About Sarah Thayer
In 1986, after five years in international banking, Ms. Thayer joined Harvard Business School as Assistant Director of the Annual Fund. Seven years later, she accepted a position as Director of Development at The Fletcher School of Law and Diplomacy, Tufts University. In 1998 Ms. Thayer became the Deputy Director for the university-wide campaign working largely on internal campaign strategies and with international prospects. Pursuing this interest in international fundraising, Ms. Thayer moved to Beirut in 1999 to manage the development operation for the American University of Beirut. In 2001, back in Boston, Ms. Thayer joined Children's Hospital Boston (CHB) as Senior Director of Campaign and Major Gifts managing a team of 30 people and $40 million in annual revenue.

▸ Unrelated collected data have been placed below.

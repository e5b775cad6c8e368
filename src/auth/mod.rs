// ==========================================
// 固件发布记录系统 - 鉴权层
// ==========================================
// 职责: 口令哈希、令牌签发/校验、身份与角色检查
// ==========================================

pub mod gate;
pub mod password;
pub mod token;

pub use gate::{require_role, AuthGate, Identity, RequestContext, ADMINS, EDITORS};
pub use password::{hash_password, verify_password};
pub use token::{normalize_subject, TokenClaims, TokenCodec, VerifiedClaims, TOKEN_ISSUER};
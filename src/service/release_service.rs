// ==========================================
// 固件发布记录系统 - 发布业务服务
// ==========================================
// 职责: 领域规则校验 + 编排仓储调用
// 红线: 更新时标量字段与子集合在同一事务内提交
// ==========================================

use std::sync::Arc;

use crate::domain::release::{
    EntryInput, LinkInput, ModuleInput, NewRelease, Release, ReleaseFields, ReleaseFilter,
};
use crate::repository::release_repo::ReleaseRepository;
use crate::repository::sql_util::now_utc;
use crate::service::error::{ServiceError, ServiceResult};

// ==========================================
// ReleaseService - 发布服务
// ==========================================
pub struct ReleaseService {
    repo: Arc<ReleaseRepository>,
}

impl ReleaseService {
    pub fn new(repo: Arc<ReleaseRepository>) -> Self {
        Self { repo }
    }

    /// 创建发布
    ///
    /// # 返回
    /// - `Ok(Release)`: 重新读取的完整聚合 (含生成的 id / 时间戳 / 创建人)
    /// - `Err(ValidationError)`: version 为空
    /// - `Err(ConstraintViolation)`: version 已存在
    pub fn create(&self, mut release: NewRelease) -> ServiceResult<Release> {
        release.version = require_version(&release.version)?;

        let id = self.repo.create(&release)?;
        tracing::info!(
            "发布已创建: id={}, version={}, by_user={}",
            id,
            release.version,
            release.created_by_user_id
        );
        Ok(self.repo.get_by_id(id)?)
    }

    /// 按 id 查询
    pub fn get(&self, id: i64) -> ServiceResult<Release> {
        Ok(self.repo.get_by_id(id)?)
    }

    /// 按条件列表查询 (不做额外校验)
    pub fn list(&self, filter: &ReleaseFilter) -> ServiceResult<Vec<Release>> {
        Ok(self.repo.list(filter)?)
    }

    /// 整体更新发布
    ///
    /// 以 `id` 为准 (忽略载荷中的任何 id),保留创建人与创建时间,
    /// 刷新 updated_at; 标量字段和子集合在一个事务内替换。
    pub fn update_full(
        &self,
        id: i64,
        mut fields: ReleaseFields,
        modules: &[ModuleInput],
        entries: &[EntryInput],
        links: &[LinkInput],
    ) -> ServiceResult<Release> {
        fields.version = require_version(&fields.version)?;

        let mut current = self.repo.get_by_id(id)?;
        current.apply_fields(fields);
        current.id = id;
        current.updated_at = now_utc();

        let updated = self.repo.update_full(&current, modules, entries, links)?;
        tracing::info!(
            "发布已更新: id={}, version={}, modules={}, entries={}, links={}",
            id,
            updated.version,
            updated.modules.len(),
            updated.entries.len(),
            updated.links.len()
        );
        Ok(updated)
    }

    /// 删除发布 (子集合由存储级联删除)
    pub fn delete(&self, id: i64) -> ServiceResult<()> {
        self.repo.delete(id)?;
        tracing::info!("发布已删除: id={}", id);
        Ok(())
    }
}

fn require_version(version: &str) -> ServiceResult<String> {
    let version = version.trim();
    if version.is_empty() {
        return Err(ServiceError::validation("version 不能为空"));
    }
    Ok(version.to_string())
}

Ms. Thayer's professional interests lie in major gift strategy, campaigns, management and international fundraising. A graduate of Princeton University, where she majored in history, Ms. Thayer grew up abroad and is fluent in Spanish and conversational in French. She lives in Winchester, MA with her 17-year-old son and 14-year-old daughter.
Children's Hospital Boston was named #1 Children's
Hospital in the nation by US News & World Report
for the 13th year in a row.
Planned Legacy: Can you tell us a little about yourself and your background in fund development?

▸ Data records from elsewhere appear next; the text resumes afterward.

use crate::service::error::ServiceError;
use serde::{Deserialize, Serialize};

// ==========================================
// 公共工具：错误映射、响应包装
// ==========================================

/// 错误响应 (返回给调用方)
#[derive(Debug, Clone, PartialEq, Eq, Serialize, Deserialize)]
pub struct ErrorResponse {
    /// 错误代码
    pub code: String,

    /// HTTP 状态码
    pub status: u16,

    /// 错误消息
    pub message: String,
}

impl From<ServiceError> for ErrorResponse {
    fn from(err: ServiceError) -> Self {
        let (code, status) = match &err {
            ServiceError::ValidationError(_) => ("VALIDATION_ERROR", 400),
            ServiceError::Unauthorized(_) => ("UNAUTHORIZED", 401),
            ServiceError::Forbidden(_) => ("FORBIDDEN", 403),
            ServiceError::NotFound(_) => ("NOT_FOUND", 404),
            ServiceError::ConstraintViolation(_) => ("CONSTRAINT_VIOLATION", 409),
            ServiceError::DatabaseError(_) => ("DATABASE_ERROR", 500),
            ServiceError::InternalError(_) => ("INTERNAL_ERROR", 500),
        };

        ErrorResponse {
            code: code.to_string(),
            status,
            message: err.to_string(),
        }
    }
}

/// 将 ServiceError 转换为 ErrorResponse (服务端错误记日志)
pub(crate) fn map_service_error(err: ServiceError) -> ErrorResponse {
    let response = ErrorResponse::from(err);
    if response.status >= 500 {
        tracing::error!("命令执行失败: code={}, message={}", response.code, response.message);
    }
    response
}

/// 成功响应 (状态码 + 响应体)
#[derive(Debug, Clone, PartialEq, Eq, Serialize)]
pub struct Reply<T> {
    pub status: u16,
    pub body: T,
}

impl<T> Reply<T> {
    pub fn ok(body: T) -> Self {
        Self { status: 200, body }
    }

    pub fn created(body: T) -> Self {
        Self { status: 201, body }
    }
}

impl Reply<()> {
    pub fn no_content() -> Self {
        Self {
            status: 204,
            body: (),
        }
    }
}

pub type CommandResult<T> = Result<Reply<T>, ErrorResponse>;

/// 空串 (含纯空白) 视为未提供
pub(super) fn non_blank(value: Option<String>) -> Option<String> {
    value
        .map(|v| v.trim().to_string())
        .filter(|v| !v.is_empty())
}

#[cfg(test)]
mod tests {
    use super::*;

    #[test]
    fn test_error_taxonomy_status_codes() {
        let cases = [
            (ServiceError::validation("x"), 400, "VALIDATION_ERROR"),
            (ServiceError::unauthorized("x"), 401, "UNAUTHORIZED"),
            (ServiceError::forbidden("x"), 403, "FORBIDDEN"),
            (ServiceError::NotFound("x".to_string()), 404, "NOT_FOUND"),
            (
                ServiceError::ConstraintViolation("x".to_string()),
                409,
                "CONSTRAINT_VIOLATION",
            ),
            (ServiceError::DatabaseError("x".to_string()), 500, "DATABASE_ERROR"),
        ];

        for (err, status, code) in cases {
            let resp = map_service_error(err);
            assert_eq!(resp.status, status);
            assert_eq!(resp.code, code);
        }
    }
}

Sarah Thayer: I worked in the banking industry in NY the early 1980's - in private banking, managing relationships with high net worth individuals. In 1986 I joined the development office at Harvard Business School - still working with high net worth individuals but on their philanthropy not their financial investments! It was a smooth transition and I received great training. After 14 years in university fundraising (Harvard, Tufts, American University of Beirut) I joined CHB - so I am relatively new to healthcare fundraising.

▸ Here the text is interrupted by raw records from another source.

// ==========================================
// 固件发布记录系统 - 仓储层 SQL 辅助
// ==========================================
// 职责: 文本列 <-> 领域类型转换、LIKE 模式转义
// ==========================================

use chrono::{NaiveDate, NaiveDateTime, Timelike};
use rusqlite::types::Type;
use rusqlite::Row;
use std::str::FromStr;

use crate::db::{DATETIME_FORMAT, DATE_FORMAT};

fn conversion_failure<E>(idx: usize, err: E) -> rusqlite::Error
where
    E: std::error::Error + Send + Sync + 'static,
{
    rusqlite::Error::FromSqlConversionFailure(idx, Type::Text, Box::new(err))
}

/// 读取 YYYY-MM-DD 文本列
pub(crate) fn get_date(row: &Row, idx: usize) -> rusqlite::Result<NaiveDate> {
    let raw: String = row.get(idx)?;
    NaiveDate::parse_from_str(&raw, DATE_FORMAT).map_err(|e| conversion_failure(idx, e))
}

/// 读取 YYYY-MM-DD HH:MM:SS 文本列
pub(crate) fn get_datetime(row: &Row, idx: usize) -> rusqlite::Result<NaiveDateTime> {
    let raw: String = row.get(idx)?;
    NaiveDateTime::parse_from_str(&raw, DATETIME_FORMAT).map_err(|e| conversion_failure(idx, e))
}

/// 读取枚举文本列 (FirmwareStatus / EntryClassification / Role)
pub(crate) fn get_enum<T>(row: &Row, idx: usize) -> rusqlite::Result<T>
where
    T: FromStr,
    T::Err: std::error::Error + Send + Sync + 'static,
{
    let raw: String = row.get(idx)?;
    raw.parse::<T>().map_err(|e| conversion_failure(idx, e))
}

pub(crate) fn format_date(date: NaiveDate) -> String {
    date.format(DATE_FORMAT).to_string()
}

pub(crate) fn format_datetime(ts: NaiveDateTime) -> String {
    ts.format(DATETIME_FORMAT).to_string()
}

/// 当前 UTC 时间 (秒精度,与存储格式一致)
pub(crate) fn now_utc() -> NaiveDateTime {
    let now = chrono::Utc::now().naive_utc();
    now.with_nanosecond(0).unwrap_or(now)
}

/// 转义 LIKE 通配符,配合 `ESCAPE '\'` 使用
pub(crate) fn escape_like(raw: &str) -> String {
    let mut out = String::with_capacity(raw.len());
    for ch in raw.chars() {
        if matches!(ch, '\\' | '%' | '_') {
            out.push('\\');
        }
        out.push(ch);
    }
    out
}
// ==========================================
// 固件发布记录系统 - 用户服务
// ==========================================
// 职责: 自助注册、初始管理员、角色变更
// 红线: 注册入口一律创建 viewer
// ==========================================

use std::sync::Arc;

use crate::auth::password::hash_password;
use crate::config::AdminSeed;
use crate::domain::types::Role;
use crate::domain::user::{NewUser, User};
use crate::repository::error::RepositoryError;
use crate::repository::user_repo::UserRepository;
use crate::service::error::{ServiceError, ServiceResult};

const MIN_NAME_CHARS: usize = 2;
const MIN_PASSWORD_LEN: usize = 6;
const MAX_PASSWORD_LEN: usize = 72;

pub struct UserService {
    repo: Arc<UserRepository>,
}

impl UserService {
    pub fn new(repo: Arc<UserRepository>) -> Self {
        Self { repo }
    }

    /// 自助注册
    ///
    /// # 返回
    /// - `Ok(User)`: 新用户 (角色为 viewer)
    /// - `Err(ValidationError)`: 姓名/邮箱/口令不合规
    /// - `Err(ConstraintViolation)`: 邮箱已注册
    pub fn register(&self, name: &str, email: &str, password: &str) -> ServiceResult<User> {
        let name = name.trim();
        let email = email.trim().to_lowercase();

        if name.chars().count() < MIN_NAME_CHARS {
            return Err(ServiceError::validation("姓名至少 2 个字符"));
        }
        if !is_plausible_email(&email) {
            return Err(ServiceError::validation("邮箱格式无效"));
        }
        if password.len() < MIN_PASSWORD_LEN || password.len() > MAX_PASSWORD_LEN {
            return Err(ServiceError::validation("口令长度必须在 6 到 72 之间"));
        }

        let new_user = NewUser {
            name: name.to_string(),
            email,
            password_hash: hash_password(password)?,
        };

        let id = self.repo.create(&new_user).map_err(|e| match e {
            RepositoryError::UniqueConstraintViolation(_) => {
                ServiceError::ConstraintViolation("邮箱已注册".to_string())
            }
            other => other.into(),
        })?;

        tracing::info!("用户已注册: id={}, email={}", id, new_user.email);
        Ok(self.repo.find_by_id(id)?)
    }

    /// 初始化管理员
    ///
    /// 邮箱已存在时不做任何事
    ///
    /// # 返回
    /// - `Ok(Some(id))`: 新建的管理员
    /// - `Ok(None)`: 已存在
    pub fn seed_admin(&self, seed: &AdminSeed) -> ServiceResult<Option<i64>> {
        match self.repo.find_by_email(&seed.email) {
            Ok(_) => return Ok(None),
            Err(RepositoryError::NotFound { .. }) => {}
            Err(e) => return Err(e.into()),
        }

        let admin = NewUser {
            name: seed.name.trim().to_string(),
            email: seed.email.trim().to_lowercase(),
            password_hash: hash_password(&seed.password)?,
        };
        let id = self.repo.create_with_role(&admin, Role::Admin)?;
        tracing::info!("初始管理员已创建: id={}, email={}", id, admin.email);
        Ok(Some(id))
    }

    /// 变更角色 (不对外暴露)
    pub fn update_role(&self, id: i64, role: Role) -> ServiceResult<()> {
        self.repo.update_role(id, role)?;
        tracing::info!("用户角色已变更: id={}, role={}", id, role);
        Ok(())
    }

    pub fn find_by_id(&self, id: i64) -> ServiceResult<User> {
        Ok(self.repo.find_by_id(id)?)
    }
}

/// 形如 `x@y.z`: 恰好一个 @,本地部分非空,域名含点且点不在首尾
fn is_plausible_email(email: &str) -> bool {
    if email.chars().any(char::is_whitespace) {
        return false;
    }
    let Some((local, domain)) = email.split_once('@') else {
        return false;
    };
    if local.is_empty() || domain.contains('@') {
        return false;
    }
    match domain.rsplit_once('.') {
        Some((host, tld)) => !host.is_empty() && !tld.is_empty() && !domain.starts_with('.'),
        None => false,
    }
}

Planned Legacy: You manage a very large and sophisticated development department. Can you tell us a little about the scope of your team? How do you effectively manage such a large staff of development professionals?
Sarah Thayer: My team is magnificent. Our 10 senior major gift officers have an average of 15 years experience in major gift fundraising. They are a truly outstanding team of professionals, and nice people too. Four of the 10 are also Directors of departments - Research, Donor Relations, Corporate & Foundation Relations and Planned Giving.
Managing this group is a combination of regular meetings, use of prospect tracking systems and reporting. We meet weekly as a group for 30 minutes. I meet individually bi-monthly with each MGO for an hour. I am available to discuss prospect strategy, volunteer strategy, review proposals or briefings as they come up, and to guide management situations around performance, retention and recruiting. I use our individual meetings to keep our focus on our top-level prospects using a prospect report which I generate monthly.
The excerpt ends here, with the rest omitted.